▶ _Assignment_: Check every line of the entries below for "TokenPair", and copy the lines that have it.

Stored entries:
***

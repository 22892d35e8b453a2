use alloy::primitives::utils::format_units;
use alloy::primitives::I256;
use chrono::Local;

use crate::dex::TokenPair;
use crate::execution::ExecutionReceipt;

fn signed(amount: I256, decimals: u8) -> String {
    format_units(amount, decimals).unwrap_or_else(|_| amount.to_string())
}

/// Print the before/after accounting of one execution step
pub fn print_execution_receipt(receipt: &ExecutionReceipt, pair: &TokenPair) {
    let timestamp = Local::now().format("%Y-%m-%d %H:%M:%S");

    println!();
    println!("═══════════════════════════════════════════════════════════════");
    println!("  EXECUTION RECEIPT | {}", timestamp);
    println!("═══════════════════════════════════════════════════════════════");
    println!();
    println!(
        "  Mode: {}",
        if receipt.live { "LIVE" } else { "SIMULATION ONLY (nothing submitted)" }
    );
    println!(
        "  Route: {} --({})-> {} --({})-> {}",
        pair.quote.symbol,
        if receipt.request.buy_first { "A" } else { "B" },
        pair.base.symbol,
        if receipt.request.buy_first { "B" } else { "A" },
        pair.quote.symbol
    );
    if let Some(tx) = &receipt.tx {
        println!("  TX: {}", tx.tx_hash);
        println!("  Gas Used: {}", tx.gas_used);
    }
    println!();

    let quote_color = if receipt.quote_delta.is_negative() { "31" } else { "32" };
    println!(
        "  {:>8} change: \x1b[1;{}m{}\x1b[0m",
        pair.quote.symbol,
        quote_color,
        signed(receipt.quote_delta, pair.quote.decimals)
    );
    println!(
        "  {:>8} change: {}",
        pair.base.symbol,
        signed(receipt.base_delta, pair.base.decimals)
    );
    println!("  {:>8} spent:  {}", "gas", signed(receipt.gas_spent, 18));
    println!();

    let net_color = if receipt.net.is_negative() { "31" } else { "32" };
    println!(
        "  Net:  \x1b[1;{}m{} {}\x1b[0m (after gas)",
        net_color,
        signed(receipt.net, pair.quote.decimals),
        pair.quote.symbol
    );
    println!();
    println!("═══════════════════════════════════════════════════════════════");
}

***

▶ _Worked solution_:
use crate::dex::TokenPair;
pub fn print_execution_receipt(receipt: &ExecutionReceipt, pair: &TokenPair) {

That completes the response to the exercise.